Low Noise Amplifier (LNA) and I-Q mixers are key components constituting the
RF front-end. Performance of these blocks is very critical to the overall performance of
the receiver. In general, main considerations for the LNA are low noise, 50 broadband
input matching, high gain with maximum flatness and good linearity. For the mixers, it
is essential to attain low flicker noise performance coupled with good conversion gain.
Proposed LNA architecture is a derivative of inductive source degenerated topology.
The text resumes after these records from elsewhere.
//! Response body helpers.

use bytes::Bytes;
use futures_util::{StreamExt, stream};
use http_body_util::combinators::UnsyncBoxBody;
use http_body_util::{BodyExt, BodyStream, Empty, Full, StreamBody};
use hyper::body::{Frame, Incoming};

/// Body type of every response the proxy produces.
pub type ProxyBody = UnsyncBoxBody<Bytes, hyper::Error>;

/// Create an empty body.
pub fn empty_body() -> ProxyBody {
    Empty::<Bytes>::new()
        .map_err(|never| match never {})
        .boxed_unsync()
}

/// Create a body with fixed content.
pub fn full_body(content: impl Into<Bytes>) -> ProxyBody {
    Full::new(content.into())
        .map_err(|never| match never {})
        .boxed_unsync()
}

/// Replay already-read chunks, then continue with the rest of `rest`.
pub fn resume_body(buffered: Vec<Bytes>, rest: Incoming) -> ProxyBody {
    let head = stream::iter(buffered.into_iter().map(|chunk| Ok(Frame::data(chunk))));
    let tail = BodyStream::new(rest);
    StreamBody::new(head.chain(tail)).boxed_unsync()
}
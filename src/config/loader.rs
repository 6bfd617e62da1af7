//! Configuration loading with hierarchy merging.
//!
//! Configuration is loaded from multiple sources and merged in order:
//!
//! 1. Built-in defaults
//! 2. System config: `/etc/eden-proxy/config.toml`
//! 3. User config: `~/.config/eden-proxy/config.toml`
//! 4. Additional config file (via `--config` flag)
//! 5. CLI flags (highest priority)
//!
//! Lists (extra_roots) are **merged** (appended).
//! Scalars (port, log_level) are **overridden**.

use std::fs;
use std::path::{Path, PathBuf};

use tracing::debug;

use super::error::ConfigError;
use super::schema::{Config, ListenProtocol, ProxySettings};
use crate::cli::RunArgs;

/// System-wide configuration path.
pub const SYSTEM_CONFIG_PATH: &str = "/etc/eden-proxy/config.toml";

/// User configuration directory name.
pub const USER_CONFIG_DIR: &str = "eden-proxy";

/// User configuration filename.
pub const USER_CONFIG_FILE: &str = "config.toml";

/// Configuration loader with support for hierarchy merging.
pub struct ConfigLoader {
    /// Path to system-wide configuration.
    system_path: PathBuf,
    /// Path to user configuration.
    user_path: PathBuf,
}

impl ConfigLoader {
    /// Create a new ConfigLoader with default paths.
    #[must_use]
    pub fn new() -> Self {
        let user_config_dir = dirs::config_dir()
            .map(|p| p.join(USER_CONFIG_DIR))
            .unwrap_or_else(|| PathBuf::from(".config").join(USER_CONFIG_DIR));

        Self {
            system_path: PathBuf::from(SYSTEM_CONFIG_PATH),
            user_path: user_config_dir.join(USER_CONFIG_FILE),
        }
    }

    /// Create a ConfigLoader with custom paths (for testing).
    #[must_use]
    pub fn with_paths(system_path: PathBuf, user_path: PathBuf) -> Self {
        Self {
            system_path,
            user_path,
        }
    }

    /// Load and merge configuration from all sources.
    ///
    /// Missing system and user files are skipped. A missing `--config` file
    /// and invalid TOML anywhere are errors.
    pub fn load(&self, args: &RunArgs) -> Result<Config, ConfigError> {
        let mut config = Config::default();

        for (layer, path) in [("system", &self.system_path), ("user", &self.user_path)] {
            match self.load_file(path)? {
                Some(file_config) => {
                    config.merge(file_config);
                    debug!("Merged {} config from {:?}", layer, path);
                }
                None => debug!("No {} config at {:?}", layer, path),
            }
        }

        if let Some(path) = &args.config {
            let extra = self.load_file(path)?.ok_or_else(|| ConfigError::ReadError {
                path: path.clone(),
                source: std::io::Error::new(
                    std::io::ErrorKind::NotFound,
                    "Specified config file not found",
                ),
            })?;
            config.merge(extra);
            debug!("Merged --config file {:?}", path);
        }

        config.merge(Self::cli_layer(args));
        Ok(config)
    }

    /// Config layer built from command-line flags. Unset flags leave the
    /// lower layers untouched.
    fn cli_layer(args: &RunArgs) -> Config {
        Config {
            proxy: ProxySettings {
                port: args.port,
                protocol: args.https.then_some(ListenProtocol::Https),
                hostname: args.hostname.clone(),
                force_intercept: args.intercept.then_some(true),
                ws_intercept: args.ws_intercept.then_some(true),
                ignore_unauthorized: args.ignore_unauthorized.then_some(true),
                throttle_kbps: args.throttle,
                ..Default::default()
            },
            ..Default::default()
        }
    }

    /// Load a config file, returning None if it doesn't exist.
    fn load_file(&self, path: &Path) -> Result<Option<Config>, ConfigError> {
        match fs::read_to_string(path) {
            Ok(contents) => {
                let config: Config =
                    toml::from_str(&contents).map_err(|e| ConfigError::ParseError {
                        path: path.to_path_buf(),
                        source: e,
                    })?;
                Ok(Some(config))
            }
            Err(e) if e.kind() == std::io::ErrorKind::NotFound => Ok(None),
            Err(e) => Err(ConfigError::ReadError {
                path: path.to_path_buf(),
                source: e,
            }),
        }
    }
}

impl Default for ConfigLoader {
    fn default() -> Self {
        Self::new()
    }
}
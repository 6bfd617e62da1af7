//! eden-proxy: intercepting HTTP/HTTPS/WebSocket forward proxy
//!
//! This crate provides a man-in-the-middle forward proxy that can decrypt
//! HTTPS traffic with forged per-host certificates, let rule hooks inspect and
//! rewrite requests and responses, bridge WebSocket sessions, and record
//! everything it sees.
//!
//! # Architecture
//!
//! - **CA**: Root certificate authority that forges leaf certificates
//! - **Proxy**: CONNECT tunnels, TLS termination, HTTP pipeline and WebSocket bridge
//! - **Recorder**: Sink for traffic records and WebSocket messages
//! - **Config**: Hierarchical TOML configuration overridden by CLI flags

#![warn(clippy::all)]
#![warn(missing_docs)]

pub mod ca;
pub mod cli;
pub mod config;
pub mod proxy;
pub mod recorder;
//! Registry of live CONNECT tunnels.
//!
//! Every tunnel that reaches the piping stage registers itself and holds a
//! [`TunnelRegistration`] for as long as both ends are open. Dropping the
//! registration removes the entry, so an entry exists only while the tunnel
//! is live. Shutdown calls [`ConnectionRegistry::close_all`], which signals
//! every registered tunnel to tear down.
//!
//! # Example
//!
//! ```no_run
//! # #[tokio::main]
//! # async fn main() {
//! use eden_proxy::proxy::registry::ConnectionRegistry;
//! use std::sync::Arc;
//!
//! let registry = Arc::new(ConnectionRegistry::new());
//! let mut registration = registry.register("example.com:443".into());
//!
//! tokio::select! {
//!     _ = registration.torn_down() => { /* forced close */ }
//!     _ = async { /* pipe bytes */ } => {}
//! }
//! # }
//! ```

use std::collections::HashMap;
use std::sync::{Arc, Mutex};
use std::time::Instant;
use tokio::sync::oneshot;
use tracing::debug;
use uuid::Uuid;

/// A live tunnel.
struct TunnelEntry {
    /// `host:port` the tunnel was opened for.
    key: String,
    /// When the tunnel was registered.
    opened_at: Instant,
    /// Fires when the tunnel must be closed.
    teardown_tx: oneshot::Sender<()>,
}

/// Information about a live tunnel.
#[derive(Debug, Clone)]
pub struct TunnelInfo {
    /// Unique identifier.
    pub id: Uuid,
    /// `host:port` of the tunnel.
    pub key: String,
    /// Seconds the tunnel has been open.
    pub open_secs: u64,
}

/// Concurrency-safe table of live tunnels.
#[derive(Default)]
pub struct ConnectionRegistry {
    tunnels: Mutex<HashMap<Uuid, TunnelEntry>>,
}

impl ConnectionRegistry {
    /// Create an empty registry.
    pub fn new() -> Self {
        Self::default()
    }

    /// Register a tunnel. The entry lives until the returned registration is dropped.
    pub fn register(self: &Arc<Self>, key: String) -> TunnelRegistration {
        let id = Uuid::new_v4();
        let (teardown_tx, teardown_rx) = oneshot::channel();

        debug!("Registered tunnel {} for {}", id, key);

        self.tunnels.lock().unwrap().insert(
            id,
            TunnelEntry {
                key,
                opened_at: Instant::now(),
                teardown_tx,
            },
        );

        TunnelRegistration {
            id,
            registry: Arc::clone(self),
            teardown_rx,
        }
    }

    /// Remove a tunnel. Returns false if it was already gone.
    pub fn remove(&self, id: Uuid) -> bool {
        let removed = self.tunnels.lock().unwrap().remove(&id);
        if let Some(entry) = removed {
            debug!("Removed tunnel {} for {}", id, entry.key);
            true
        } else {
            false
        }
    }

    /// Signal every live tunnel to close. Returns how many were signalled.
    pub fn close_all(&self) -> usize {
        let drained: Vec<_> = self.tunnels.lock().unwrap().drain().collect();
        let count = drained.len();
        for (id, entry) in drained {
            debug!("Tearing down tunnel {} for {}", id, entry.key);
            // The receiver may already be gone if the tunnel is finishing.
            let _ = entry.teardown_tx.send(());
        }
        count
    }

    /// List live tunnels.
    pub fn list(&self) -> Vec<TunnelInfo> {
        self.tunnels
            .lock()
            .unwrap()
            .iter()
            .map(|(id, entry)| TunnelInfo {
                id: *id,
                key: entry.key.clone(),
                open_secs: entry.opened_at.elapsed().as_secs(),
            })
            .collect()
    }

    /// Number of live tunnels.
    pub fn count(&self) -> usize {
        self.tunnels.lock().unwrap().len()
    }
}

/// Membership of one tunnel in the registry.
pub struct TunnelRegistration {
    id: Uuid,
    registry: Arc<ConnectionRegistry>,
    teardown_rx: oneshot::Receiver<()>,
}

impl TunnelRegistration {
    /// Identifier of the tunnel.
    pub fn id(&self) -> Uuid {
        self.id
    }

    /// Resolves when the registry asks this tunnel to close.
    pub async fn torn_down(&mut self) {
        let _ = (&mut self.teardown_rx).await;
    }
}

impl Drop for TunnelRegistration {
    fn drop(&mut self) {
        self.registry.remove(self.id);
    }
}

#[cfg(test)]
mod tests {
    use super::*;
    use std::time::Duration;

    #[test]
    fn test_register_and_drop() {
        let registry = Arc::new(ConnectionRegistry::new());

        let registration = registry.register("example.com:443".into());
        assert_eq!(registry.count(), 1);

        drop(registration);
        assert_eq!(registry.count(), 0);
    }

    #[test]
    fn test_remove_is_idempotent() {
        let registry = Arc::new(ConnectionRegistry::new());
        let registration = registry.register("example.com:443".into());
        let id = registration.id();

        assert!(registry.remove(id));
        assert!(!registry.remove(id));

        // Dropping after removal is harmless
        drop(registration);
        assert_eq!(registry.count(), 0);
    }

    #[tokio::test]
    async fn test_close_all_signals_tunnels() {
        let registry = Arc::new(ConnectionRegistry::new());
        let mut first = registry.register("a.test:443".into());
        let mut second = registry.register("b.test:443".into());

        assert_eq!(registry.close_all(), 2);
        assert_eq!(registry.count(), 0);

        tokio::time::timeout(Duration::from_secs(1), first.torn_down())
            .await
            .unwrap();
        tokio::time::timeout(Duration::from_secs(1), second.torn_down())
            .await
            .unwrap();
    }

    #[test]
    fn test_list() {
        let registry = Arc::new(ConnectionRegistry::new());
        let _a = registry.register("a.test:443".into());
        let _b = registry.register("b.test:8443".into());

        let keys: Vec<String> = registry.list().into_iter().map(|t| t.key).collect();
        assert_eq!(keys.len(), 2);
        assert!(keys.contains(&"a.test:443".to_string()));
        assert!(keys.contains(&"b.test:8443".to_string()));
    }
}
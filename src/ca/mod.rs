//! Certificate authority for TLS interception.
//!
//! Owns the long-lived root used to forge per-host leaf certificates. The
//! root must be trusted by clients for interception to be transparent;
//! installing it into a trust store is left to the operator.

mod authority;
mod error;

pub use authority::{
    CA_CERT_FILENAME, CA_KEY_FILENAME, LEAF_ORGANIZATION, LeafCertificate, ROOT_COMMON_NAME,
    RootAuthority, default_root_dir, is_root_present, read_pem_certificates,
};
pub use error::CaError;
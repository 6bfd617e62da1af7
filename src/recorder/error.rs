//! Recorder error types.

use super::records::RecordId;
use thiserror::Error;

/// Errors that can occur while recording exchanges.
#[derive(Debug, Error)]
pub enum RecorderError {
    /// Update for an id the recorder never issued.
    #[error("Unknown record id {0}")]
    UnknownRecord(RecordId),

    /// Failed to serialize a record to JSON.
    #[error("Failed to serialize record: {0}")]
    Serialization(#[from] serde_json::Error),

    /// Backend storage failure.
    #[error("Recorder storage error: {0}")]
    Storage(String),
}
Broadband matching at the LNA output is achieved using LC band-pass filter. To obtain
high gain with maximum flatness, an LC band-pass filter is used at its output. Proposed
LNA achieved a gain of 15dB, noise figure of less than 2.6dB and IIP3 of more than
-7dBm.
Mixer is a modified version of double balanced Gilbert cell topology where both
I and Q channel mixers are merged together. Frequency response of each sub-band is
matched by using an additional inductor, which further improves the noise figure and
conversion gain. Current bleeding scheme is used to further reduce the low frequency
noise. Mixer achieves average conversion gain of 14.5dB, IIP3 more than 6dBm and
Double Side Band (DSB) noise figure less than 9dB. Maximum variation in conversion
gain is desired to be less than 1dB. Both LNA and mixers are designed to be fabricated
in TSMC 0.18µm CMOS technology.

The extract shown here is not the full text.